Our oceans overfished to feed the pigs

25/10/2008 3:00:00 AM
Factory-farmed fish, pigs and poultry are consuming 28 million tonnes of fish a year, or roughly six times the amount of seafood eaten by Americans, according to new research.

A nine-year study by the University of British Columbia has found that 90 per cent of small fish caught in the world's oceans every year such as anchovies, sardines and mackerel are processed to make fishmeal and fish oil.

They are used as a cheap feed for aquaculture (including farmed Atlantic salmon, prawns and trout), poultry, pigs and animals bred for the fur industry.

The study's findings, to be published next month, warn this use is unsustainable, given current rates of global overfishing and increasing threats to global food security.

University of Columbia senior researcher Jacqueline Alder said: "Society should demand that we stop wasting these fish on farmed fish, pigs, and poultry.

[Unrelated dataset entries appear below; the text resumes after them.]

use std::collections::HashMap;
use std::sync::Arc;
use tokio::sync::RwLock;

use crate::config::AppConfig;
use crate::engine::game::Game;

/// Games stored by UUID.
pub type GameStore = RwLock<HashMap<String, Game>>;

/// Shared application state passed to all handlers via Axum's State extractor.
pub struct AppState {
    pub games: GameStore,
    pub config: AppConfig,
    pub start_time: std::time::Instant,
}

pub type SharedState = Arc<AppState>;

impl AppState {
    pub fn new(config: AppConfig) -> SharedState {
        Arc::new(AppState {
            games: RwLock::new(HashMap::new()),
            config,
            start_time: std::time::Instant::now(),
        })
    }
}
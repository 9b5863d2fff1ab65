pub mod errors;
pub mod handlers;
pub mod models;
pub mod router;
pub mod state;

pub use errors::ApiError;
pub use router::create_router;
pub use state::{AppState, SharedState};
//! Legal move generation.
//!
//! Pipeline:
//!   1. Test each of the 64 destinations against the piece's geometry and
//!      obstruction rules (`is_valid_move`, pseudo-legal).
//!   2. Filter: apply the move to a copy of the board and drop it if the
//!      mover's own king is left in check.
//!
//! Destinations come back in board scan order (a8, b8, … h1). The hint
//! advisor breaks ties on that order, so it must not change.

use crate::engine::board::{Board, castling_rook_squares, en_passant_victim};
use crate::engine::check::{is_king_in_check, is_square_attacked};
use crate::engine::types::{
    CastleSide, ChessError, Color, MoveContext, MoveKind, Piece, PieceType, Position, Square,
};

// =========================================================================
// Public API
// =========================================================================

/// Legal destinations for the piece standing on `square`.
///
/// An empty list means the piece has no legal move; an empty square is an
/// error.
pub fn get_valid_moves(
    board: &Board,
    square: Square,
    ctx: &MoveContext,
) -> Result<Vec<Square>, ChessError> {
    let piece = board.get(square).ok_or(ChessError::NoPieceAtSquare(square))?;
    Ok(destinations(board, square, piece, ctx))
}

/// Every legal `(from, to)` pair for `color`, pieces in scan order and each
/// piece's destinations in scan order.
pub fn legal_moves(board: &Board, color: Color, ctx: &MoveContext) -> Vec<(Square, Square)> {
    board
        .pieces_of(color)
        .flat_map(|(from, piece)| {
            destinations(board, from, piece, ctx)
                .into_iter()
                .map(move |to| (from, to))
        })
        .collect()
}

/// Whether `color` has at least one legal move. Stops at the first one found.
pub fn has_legal_move(board: &Board, color: Color, ctx: &MoveContext) -> bool {
    board.pieces_of(color).any(|(from, piece)| {
        let from_pos = from.position();
        Square::all().any(|to| {
            is_valid_move(board, from_pos, to.position(), piece, ctx)
                && !leaves_king_in_check(board, from, to, piece)
        })
    })
}

/// Pseudo-legal test of a single destination.
///
/// Checks that `to` is on the board, that it does not hold a piece of the
/// mover's colour, and the per-type geometry and path rules. King safety is
/// not considered here.
pub fn is_valid_move(
    board: &Board,
    from: Position,
    to: Position,
    piece: Piece,
    ctx: &MoveContext,
) -> bool {
    if !to.is_on_board() {
        return false;
    }
    if board.at(to).is_some_and(|target| target.color == piece.color) {
        return false;
    }

    let d_row = to.row as i8 - from.row as i8;
    let d_col = to.col as i8 - from.col as i8;
    let (abs_row, abs_col) = (d_row.abs(), d_col.abs());

    match piece.kind {
        PieceType::Pawn => is_valid_pawn_move(board, from, to, piece.color, ctx),
        PieceType::Knight => (abs_row, abs_col) == (2, 1) || (abs_row, abs_col) == (1, 2),
        PieceType::Bishop => abs_row == abs_col && is_path_clear(board, from, to),
        PieceType::Rook => (d_row == 0) != (d_col == 0) && is_path_clear(board, from, to),
        PieceType::Queen => {
            (abs_row == abs_col || (d_row == 0) != (d_col == 0)) && is_path_clear(board, from, to)
        }
        PieceType::King => {
            (abs_row <= 1 && abs_col <= 1) || castle_side(board, from, to, piece.color, ctx).is_some()
        }
    }
}

/// Walk unit steps from `from` toward `to`, both exclusive, and report
/// whether every square passed is empty.
pub fn is_path_clear(board: &Board, from: Position, to: Position) -> bool {
    let row_dir = (to.row as i8 - from.row as i8).signum();
    let col_dir = (to.col as i8 - from.col as i8).signum();

    let mut current = from.offset(row_dir, col_dir);
    while let Some(pos) = current {
        if pos == to {
            return true;
        }
        if !board.is_empty(pos) {
            return false;
        }
        current = pos.offset(row_dir, col_dir);
    }
    true
}

/// Determine what kind of move `from → to` is for a move already known to be
/// valid. Promotions default to a queen; the caller may substitute another
/// choice.
pub fn classify_move(board: &Board, from: Square, to: Square, piece: Piece) -> MoveKind {
    match piece.kind {
        PieceType::King if from.col().abs_diff(to.col()) == 2 => MoveKind::Castle {
            side: if to.col() > from.col() {
                CastleSide::King
            } else {
                CastleSide::Queen
            },
        },
        PieceType::Pawn if from.col() != to.col() && board.get(to).is_none() => {
            MoveKind::EnPassant
        }
        PieceType::Pawn if to.row() == piece.color.promotion_row() => MoveKind::Promotion {
            choice: PieceType::Queen,
        },
        _ => MoveKind::Normal,
    }
}

// =========================================================================
// Internal helpers
// =========================================================================

/// Legal destinations for a known piece on `from`.
pub(crate) fn destinations(
    board: &Board,
    from: Square,
    piece: Piece,
    ctx: &MoveContext,
) -> Vec<Square> {
    let from_pos = from.position();
    Square::all()
        .filter(|&to| is_valid_move(board, from_pos, to.position(), piece, ctx))
        .filter(|&to| !leaves_king_in_check(board, from, to, piece))
        .collect()
}

fn leaves_king_in_check(board: &Board, from: Square, to: Square, piece: Piece) -> bool {
    let kind = classify_move(board, from, to, piece);
    let next = board.apply(from, to, kind);
    is_king_in_check(&next, piece.color)
}

fn is_valid_pawn_move(
    board: &Board,
    from: Position,
    to: Position,
    color: Color,
    ctx: &MoveContext,
) -> bool {
    let dir = color.pawn_direction();
    let d_row = to.row as i8 - from.row as i8;
    let abs_col = from.col.abs_diff(to.col);

    if abs_col == 0 {
        // Single push.
        if d_row == dir && board.is_empty(to) {
            return true;
        }
        // Double push from the starting row.
        if from.row == color.pawn_row() && d_row == 2 * dir && board.is_empty(to) {
            return from
                .offset(dir, 0)
                .is_some_and(|mid| board.is_empty(mid));
        }
        return false;
    }

    if abs_col == 1 && d_row == dir {
        if board.at(to).is_some() {
            // Own pieces were already rejected, so this is an enemy.
            return true;
        }
        let to_sq = Square::from_position(to);
        if ctx.en_passant == Some(to_sq) {
            let victim = en_passant_victim(Square::from_position(from), to_sq);
            return board.get(victim) == Some(Piece::new(PieceType::Pawn, !color));
        }
    }

    false
}

/// Which side a king move `from → to` castles to, if it is a permitted
/// castling move.
fn castle_side(
    board: &Board,
    from: Position,
    to: Position,
    color: Color,
    ctx: &MoveContext,
) -> Option<CastleSide> {
    let row = color.back_row();
    if from != (Position { row, col: 4 }) || to.row != row {
        return None;
    }
    let side = match to.col {
        6 => CastleSide::King,
        2 => CastleSide::Queen,
        _ => return None,
    };
    if !ctx.castling.allows(color, side) {
        return None;
    }

    let (rook_sq, _) = castling_rook_squares(row, side);
    if board.get(rook_sq) != Some(Piece::new(PieceType::Rook, color)) {
        return None;
    }

    let (between, crossed) = match side {
        CastleSide::King => (5..=6, 5),
        CastleSide::Queen => (1..=3, 3),
    };
    if between
        .into_iter()
        .any(|col| !board.is_empty(Position { row, col }))
    {
        return None;
    }

    // The landing square is covered by the self-check filter.
    if is_square_attacked(board, from, !color)
        || is_square_attacked(board, Position { row, col: crossed }, !color)
    {
        return None;
    }

    Some(side)
}

// =========================================================================
// Tests
// =========================================================================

"Although feeds derived from soy and other land-based crops are available and are used, fishmeal and fish oil have skyrocketed in popularity because forage fish are easy to catch in large numbers and, hence, relatively inexpensive."

Dr Alder, who was previously a researcher at James Cook University in Townsville, warns that the excessive harvesting of forage fish is "squandering a precious food resource for humans and disregarding the serious overfishing crisis in our oceans".

According to the study, small forage fish account for 37pc, or 31.5 million tonnes, of all fish taken from the world's oceans each year.

Of this amount, 90pc is processed into fishmeal and fish oil.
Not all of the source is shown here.